この白い砂糖を使えば、もっと料理が美味しくなる。そのことを考えるとテンションが上がった。砂糖を直接食べる料理がいいな、何があるかな……そうだ、ドーナツを作れる!
でも、ドーナツを作るには卵がいるし、牛乳とかバターも使った方がいい。まだまだ、足りないものがあるみたいだけど、その足りないものも多分もう少ししたら手に入ると思う。
そうだ、使用済みのビートの実を上げる予定だったんだ、いかなくちゃ。鍋の底に溜まった砂糖を砕くと、瓶の中に入れる。使った調理器具に洗浄魔法をかけると、コートを着てビートの実が入っている木の器を持って外へと出る。

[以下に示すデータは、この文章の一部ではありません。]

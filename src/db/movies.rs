//! Featured movie database repository
//!
//! One row per calendar date; the row's descriptive fields are assigned when
//! the movie is scheduled and never change afterwards. Only the poster column
//! is mutated, by the poster fetcher job.

use anyhow::Result;
use chrono::NaiveDate;
use sqlx::PgPool;
use uuid::Uuid;

/// Poster resolution state for a featured movie.
///
/// Stored as a nullable text column: NULL means no lookup has happened yet,
/// an empty string means a lookup was attempted and failed (terminal, never
/// retried), and non-empty text is the resolved image URL.
#[derive(Debug, Clone, PartialEq, Eq)]
pub enum PosterRef {
    /// No poster lookup has been attempted for this movie
    Unresolved,
    /// A lookup was attempted and failed; do not try again
    Missing,
    /// Resolved poster image URL
    Resolved(String),
}

impl PosterRef {
    /// Decode from the nullable `poster_url` column
    pub fn from_column(value: Option<String>) -> Self {
        match value {
            None => Self::Unresolved,
            Some(s) if s.is_empty() => Self::Missing,
            Some(s) => Self::Resolved(s),
        }
    }

    /// Encode for the nullable `poster_url` column
    pub fn to_column(&self) -> Option<&str> {
        match self {
            Self::Unresolved => None,
            Self::Missing => Some(""),
            Self::Resolved(url) => Some(url),
        }
    }

    /// Whether a lookup outcome has been recorded (successful or not)
    pub fn is_settled(&self) -> bool {
        !matches!(self, Self::Unresolved)
    }

    /// The resolved URL, if any
    pub fn url(&self) -> Option<&str> {
        match self {
            Self::Resolved(url) => Some(url),
            _ => None,
        }
    }
}

/// Featured movie record from database
#[derive(Debug, Clone)]
pub struct FeaturedMovieRecord {
    pub id: Uuid,
    pub date: NaiveDate,
    pub title: String,
    pub year: i32,
    pub tagline: String,
    pub genres: String,
    pub director: String,
    pub actor1: String,
    pub actor2: String,
    pub poster: PosterRef,
}

/// Raw row shape; `poster_url` is decoded into [`PosterRef`]
#[derive(sqlx::FromRow)]
struct FeaturedMovieRow {
    id: Uuid,
    date: NaiveDate,
    title: String,
    year: i32,
    tagline: String,
    genres: String,
    director: String,
    actor1: String,
    actor2: String,
    poster_url: Option<String>,
}

impl From<FeaturedMovieRow> for FeaturedMovieRecord {
    fn from(row: FeaturedMovieRow) -> Self {
        Self {
            id: row.id,
            date: row.date,
            title: row.title,
            year: row.year,
            tagline: row.tagline,
            genres: row.genres,
            director: row.director,
            actor1: row.actor1,
            actor2: row.actor2,
            poster: PosterRef::from_column(row.poster_url),
        }
    }
}

/// Slim search result for the movie search endpoint
#[derive(Debug, Clone, sqlx::FromRow)]
pub struct MovieSummary {
    pub title: String,
    pub year: i32,
}

pub struct FeaturedMovieRepository {
    pool: PgPool,
}

impl FeaturedMovieRepository {
    pub fn new(pool: PgPool) -> Self {
        Self { pool }
    }

    /// Get the featured movie for a calendar date, if one is assigned
    pub async fn get_by_date(&self, date: NaiveDate) -> Result<Option<FeaturedMovieRecord>> {
        let row = sqlx::query_as::<_, FeaturedMovieRow>(
            r#"
            SELECT id, date, title, year, tagline, genres, director, actor1, actor2, poster_url
            FROM featured_movies
            WHERE date = $1
            "#,
        )
        .bind(date)
        .fetch_optional(&self.pool)
        .await?;

        Ok(row.map(Into::into))
    }

    /// Record the poster lookup outcome for a movie
    pub async fn update_poster(&self, id: Uuid, poster: &PosterRef) -> Result<()> {
        sqlx::query("UPDATE featured_movies SET poster_url = $1 WHERE id = $2")
            .bind(poster.to_column())
            .bind(id)
            .execute(&self.pool)
            .await?;

        Ok(())
    }

    /// Search movies by title, matching all words of the query in order
    pub async fn search(&self, query: &str) -> Result<Vec<MovieSummary>> {
        let records = sqlx::query_as::<_, MovieSummary>(
            r#"
            SELECT title, year
            FROM featured_movies
            WHERE title ILIKE $1
            ORDER BY title
            "#,
        )
        .bind(search_pattern(query))
        .fetch_all(&self.pool)
        .await?;

        Ok(records)
    }
}

/// Build an ILIKE pattern that matches the query's words in order,
/// with anything in between ("dark knight" -> "%dark%knight%")
fn search_pattern(query: &str) -> String {
    let words: Vec<&str> = query.split_whitespace().collect();
    format!("%{}%", words.join("%"))
}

寒い空気に当てられながら、家畜が放牧されているスペースにいく。まずは鶏がいる場所にいくと、鶏たちは放牧スペースでのんびりしていた。
「ココ、ルル、テテ、おいでー」
名前を呼ぶと、みんな反応してくれた。明後日の方向を向いていたのに、顔をこちらに向けてゆっくりと歩いてきてくれる。
「よしよし、いい子。ほら、おやつだよ」
ビートの実を地面にいくつか置く。首をせわしく動かしながら鶏たちが近づいてきて、ビートの実を突き始めた。良く見ると少しずつビートの実が減ってきているように見える。食べてくれているようだ、嬉しい。
鶏たちにあげた後は牛のモモにもあげよう。鶏たちの放牧スペースから出て、今度はモモがいる放牧スペースに入る。モモは地面に座ってのんびりとしていた。
「モモー、おやつだよー」
モモの前にビートの実が入った木の器を置いた。モモはそれに気づき、興味深そうに見つめる。しばらく身動きのなかったモモだが、舌を出してビートの実を食べ始めた。
そのままモモは止まることなくビートの実を食べ、すぐに完食した。どうやら気に入ったみたいだ。抽出した後だったけど、甘味が少し残っていたんだろうと思う。
「美味しく食べれて、偉いね」
モモの頭を撫でると、モモは気持ちよさそうに鳴いた。